◆ Problem to solve
In the records below, find the line with "ctx.feedback.speak(&reply.message).await;"; retype that line and all the following lines through the end, exactly, and add nothing.

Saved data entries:
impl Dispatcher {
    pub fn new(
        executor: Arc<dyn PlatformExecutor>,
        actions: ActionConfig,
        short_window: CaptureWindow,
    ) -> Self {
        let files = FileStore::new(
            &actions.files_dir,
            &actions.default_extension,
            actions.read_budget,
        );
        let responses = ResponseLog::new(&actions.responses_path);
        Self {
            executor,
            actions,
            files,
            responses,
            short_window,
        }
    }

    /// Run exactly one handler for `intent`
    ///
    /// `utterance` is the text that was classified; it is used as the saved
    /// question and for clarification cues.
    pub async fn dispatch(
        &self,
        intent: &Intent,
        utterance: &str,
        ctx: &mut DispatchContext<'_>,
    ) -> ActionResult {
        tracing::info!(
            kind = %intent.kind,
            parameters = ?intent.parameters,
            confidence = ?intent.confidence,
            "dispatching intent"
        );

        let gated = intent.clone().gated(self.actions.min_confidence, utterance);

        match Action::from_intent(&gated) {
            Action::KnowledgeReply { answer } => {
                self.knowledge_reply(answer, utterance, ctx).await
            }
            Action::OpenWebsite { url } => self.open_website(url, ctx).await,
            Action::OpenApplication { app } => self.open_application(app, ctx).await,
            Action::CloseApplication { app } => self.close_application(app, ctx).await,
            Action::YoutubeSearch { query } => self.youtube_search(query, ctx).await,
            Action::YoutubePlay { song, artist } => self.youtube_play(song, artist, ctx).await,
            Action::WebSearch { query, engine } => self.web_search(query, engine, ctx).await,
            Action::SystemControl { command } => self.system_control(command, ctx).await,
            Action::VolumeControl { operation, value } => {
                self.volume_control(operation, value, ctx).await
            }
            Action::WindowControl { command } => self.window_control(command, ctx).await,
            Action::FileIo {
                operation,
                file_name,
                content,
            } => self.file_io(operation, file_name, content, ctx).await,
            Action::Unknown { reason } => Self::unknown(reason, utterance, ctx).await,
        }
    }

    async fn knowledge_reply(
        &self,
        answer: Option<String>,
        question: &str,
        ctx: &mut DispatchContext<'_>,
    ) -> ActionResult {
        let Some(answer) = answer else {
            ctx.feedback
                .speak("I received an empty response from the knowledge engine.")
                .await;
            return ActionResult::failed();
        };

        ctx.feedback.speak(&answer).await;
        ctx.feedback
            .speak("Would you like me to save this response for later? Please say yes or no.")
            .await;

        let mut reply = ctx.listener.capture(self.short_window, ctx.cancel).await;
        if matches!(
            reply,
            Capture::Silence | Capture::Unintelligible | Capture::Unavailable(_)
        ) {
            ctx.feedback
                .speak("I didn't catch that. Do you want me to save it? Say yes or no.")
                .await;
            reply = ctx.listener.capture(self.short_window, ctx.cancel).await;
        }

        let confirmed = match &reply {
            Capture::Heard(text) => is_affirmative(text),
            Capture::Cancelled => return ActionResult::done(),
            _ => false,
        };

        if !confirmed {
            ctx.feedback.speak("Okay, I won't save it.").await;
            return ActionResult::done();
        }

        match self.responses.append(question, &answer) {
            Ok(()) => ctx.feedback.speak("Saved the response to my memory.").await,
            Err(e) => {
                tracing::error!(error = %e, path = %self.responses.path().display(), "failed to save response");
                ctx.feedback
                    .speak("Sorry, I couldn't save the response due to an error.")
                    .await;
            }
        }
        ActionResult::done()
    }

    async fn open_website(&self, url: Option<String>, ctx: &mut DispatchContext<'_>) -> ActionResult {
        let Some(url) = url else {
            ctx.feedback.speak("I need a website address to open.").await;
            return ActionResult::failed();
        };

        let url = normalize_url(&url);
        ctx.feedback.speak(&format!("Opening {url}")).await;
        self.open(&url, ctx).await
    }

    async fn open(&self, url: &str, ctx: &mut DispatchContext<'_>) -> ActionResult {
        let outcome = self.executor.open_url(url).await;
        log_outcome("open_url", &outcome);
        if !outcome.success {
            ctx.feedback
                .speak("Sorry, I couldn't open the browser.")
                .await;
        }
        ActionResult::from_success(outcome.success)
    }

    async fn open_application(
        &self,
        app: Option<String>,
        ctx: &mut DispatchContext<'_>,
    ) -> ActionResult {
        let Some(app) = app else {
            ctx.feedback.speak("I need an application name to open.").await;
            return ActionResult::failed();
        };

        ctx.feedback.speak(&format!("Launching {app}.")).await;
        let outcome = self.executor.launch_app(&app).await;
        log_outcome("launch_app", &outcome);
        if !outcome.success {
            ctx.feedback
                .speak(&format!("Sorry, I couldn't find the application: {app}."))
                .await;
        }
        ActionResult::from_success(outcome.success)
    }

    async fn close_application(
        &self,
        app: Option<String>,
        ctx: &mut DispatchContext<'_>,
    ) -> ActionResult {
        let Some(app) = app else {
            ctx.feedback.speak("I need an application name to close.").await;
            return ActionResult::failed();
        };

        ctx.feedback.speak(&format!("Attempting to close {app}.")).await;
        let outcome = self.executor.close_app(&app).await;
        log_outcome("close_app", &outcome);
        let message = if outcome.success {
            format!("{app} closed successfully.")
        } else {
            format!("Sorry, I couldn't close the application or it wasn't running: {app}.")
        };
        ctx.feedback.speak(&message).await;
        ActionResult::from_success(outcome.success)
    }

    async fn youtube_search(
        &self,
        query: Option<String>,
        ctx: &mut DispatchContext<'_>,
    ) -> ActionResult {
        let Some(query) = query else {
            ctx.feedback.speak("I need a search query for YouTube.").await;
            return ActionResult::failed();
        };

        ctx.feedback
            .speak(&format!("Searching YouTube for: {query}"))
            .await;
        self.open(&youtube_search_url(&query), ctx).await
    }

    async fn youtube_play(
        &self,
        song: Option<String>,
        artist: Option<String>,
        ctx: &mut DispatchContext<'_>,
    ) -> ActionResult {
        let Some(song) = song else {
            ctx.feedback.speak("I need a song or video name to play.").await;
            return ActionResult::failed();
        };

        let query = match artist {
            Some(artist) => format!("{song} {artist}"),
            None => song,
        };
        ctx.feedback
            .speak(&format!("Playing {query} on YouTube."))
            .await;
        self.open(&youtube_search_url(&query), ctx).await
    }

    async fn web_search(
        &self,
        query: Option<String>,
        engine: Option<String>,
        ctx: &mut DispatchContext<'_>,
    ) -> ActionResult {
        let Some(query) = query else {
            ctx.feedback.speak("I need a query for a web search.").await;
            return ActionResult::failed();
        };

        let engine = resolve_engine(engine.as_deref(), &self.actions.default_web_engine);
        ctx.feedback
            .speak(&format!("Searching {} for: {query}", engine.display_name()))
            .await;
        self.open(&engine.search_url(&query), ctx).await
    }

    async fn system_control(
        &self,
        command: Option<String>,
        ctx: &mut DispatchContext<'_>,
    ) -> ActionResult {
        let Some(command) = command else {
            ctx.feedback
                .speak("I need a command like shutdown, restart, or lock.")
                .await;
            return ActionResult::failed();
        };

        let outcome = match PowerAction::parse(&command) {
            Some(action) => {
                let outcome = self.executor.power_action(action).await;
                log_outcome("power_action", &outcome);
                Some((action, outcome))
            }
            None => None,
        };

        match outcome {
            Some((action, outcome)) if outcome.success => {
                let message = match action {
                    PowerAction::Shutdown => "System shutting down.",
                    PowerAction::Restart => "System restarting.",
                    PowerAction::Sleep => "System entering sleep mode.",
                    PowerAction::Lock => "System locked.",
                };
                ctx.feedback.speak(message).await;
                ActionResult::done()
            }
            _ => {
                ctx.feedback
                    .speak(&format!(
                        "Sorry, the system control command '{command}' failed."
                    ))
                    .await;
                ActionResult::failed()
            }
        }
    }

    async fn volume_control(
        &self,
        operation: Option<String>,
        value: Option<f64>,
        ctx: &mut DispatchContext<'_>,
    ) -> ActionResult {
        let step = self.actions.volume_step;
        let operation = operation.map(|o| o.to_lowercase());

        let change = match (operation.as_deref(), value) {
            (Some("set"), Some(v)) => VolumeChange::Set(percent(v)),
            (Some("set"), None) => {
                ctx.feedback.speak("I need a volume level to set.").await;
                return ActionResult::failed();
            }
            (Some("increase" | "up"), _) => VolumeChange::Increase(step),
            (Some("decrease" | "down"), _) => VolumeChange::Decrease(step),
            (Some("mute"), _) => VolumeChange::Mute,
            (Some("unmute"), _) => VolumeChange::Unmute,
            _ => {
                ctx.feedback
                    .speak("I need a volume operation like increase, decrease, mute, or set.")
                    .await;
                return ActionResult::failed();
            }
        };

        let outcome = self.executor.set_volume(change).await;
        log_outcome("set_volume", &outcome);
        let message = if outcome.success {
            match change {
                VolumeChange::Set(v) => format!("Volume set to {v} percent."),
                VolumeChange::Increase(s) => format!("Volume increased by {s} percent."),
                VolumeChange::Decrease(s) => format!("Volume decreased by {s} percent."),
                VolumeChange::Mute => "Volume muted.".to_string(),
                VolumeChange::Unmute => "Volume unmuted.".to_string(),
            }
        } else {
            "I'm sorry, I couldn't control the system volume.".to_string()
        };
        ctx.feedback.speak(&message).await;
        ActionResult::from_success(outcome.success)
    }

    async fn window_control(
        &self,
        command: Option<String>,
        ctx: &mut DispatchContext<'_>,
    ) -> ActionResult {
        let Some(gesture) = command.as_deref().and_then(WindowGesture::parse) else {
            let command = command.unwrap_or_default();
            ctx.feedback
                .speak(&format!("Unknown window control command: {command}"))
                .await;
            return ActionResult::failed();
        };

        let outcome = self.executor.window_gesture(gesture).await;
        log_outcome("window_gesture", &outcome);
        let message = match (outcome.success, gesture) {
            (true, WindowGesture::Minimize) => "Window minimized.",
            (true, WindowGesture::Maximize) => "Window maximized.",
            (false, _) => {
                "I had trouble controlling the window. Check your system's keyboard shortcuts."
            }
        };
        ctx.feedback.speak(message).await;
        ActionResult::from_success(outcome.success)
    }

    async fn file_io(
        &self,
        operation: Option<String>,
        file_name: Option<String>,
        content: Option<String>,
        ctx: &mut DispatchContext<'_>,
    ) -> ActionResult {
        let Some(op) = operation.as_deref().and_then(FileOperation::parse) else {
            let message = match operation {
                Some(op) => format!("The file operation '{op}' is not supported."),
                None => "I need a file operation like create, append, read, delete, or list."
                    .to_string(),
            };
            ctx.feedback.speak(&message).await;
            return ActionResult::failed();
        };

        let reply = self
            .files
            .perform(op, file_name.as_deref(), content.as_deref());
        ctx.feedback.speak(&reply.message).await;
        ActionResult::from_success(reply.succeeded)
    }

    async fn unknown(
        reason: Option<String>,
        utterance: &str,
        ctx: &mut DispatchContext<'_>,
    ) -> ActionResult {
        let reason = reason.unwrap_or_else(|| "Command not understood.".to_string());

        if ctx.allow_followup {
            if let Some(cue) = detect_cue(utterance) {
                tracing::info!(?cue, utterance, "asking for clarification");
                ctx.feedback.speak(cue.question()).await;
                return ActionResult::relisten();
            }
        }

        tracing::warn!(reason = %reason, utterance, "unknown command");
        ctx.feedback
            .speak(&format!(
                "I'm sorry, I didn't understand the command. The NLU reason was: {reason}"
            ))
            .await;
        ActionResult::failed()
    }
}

◆ Exercise result
        ctx.feedback.speak(&reply.message).await;
        ActionResult::from_success(reply.succeeded)
    }

    async fn unknown(
        reason: Option<String>,
        utterance: &str,
        ctx: &mut DispatchContext<'_>,
    ) -> ActionResult {
        let reason = reason.unwrap_or_else(|| "Command not understood.".to_string());

        if ctx.allow_followup {
            if let Some(cue) = detect_cue(utterance) {
                tracing::info!(?cue, utterance, "asking for clarification");
                ctx.feedback.speak(cue.question()).await;
                return ActionResult::relisten();
            }
        }

        tracing::warn!(reason = %reason, utterance, "unknown command");
        ctx.feedback
            .speak(&format!(
                "I'm sorry, I didn't understand the command. The NLU reason was: {reason}"
            ))
            .await;
        ActionResult::failed()
    }
}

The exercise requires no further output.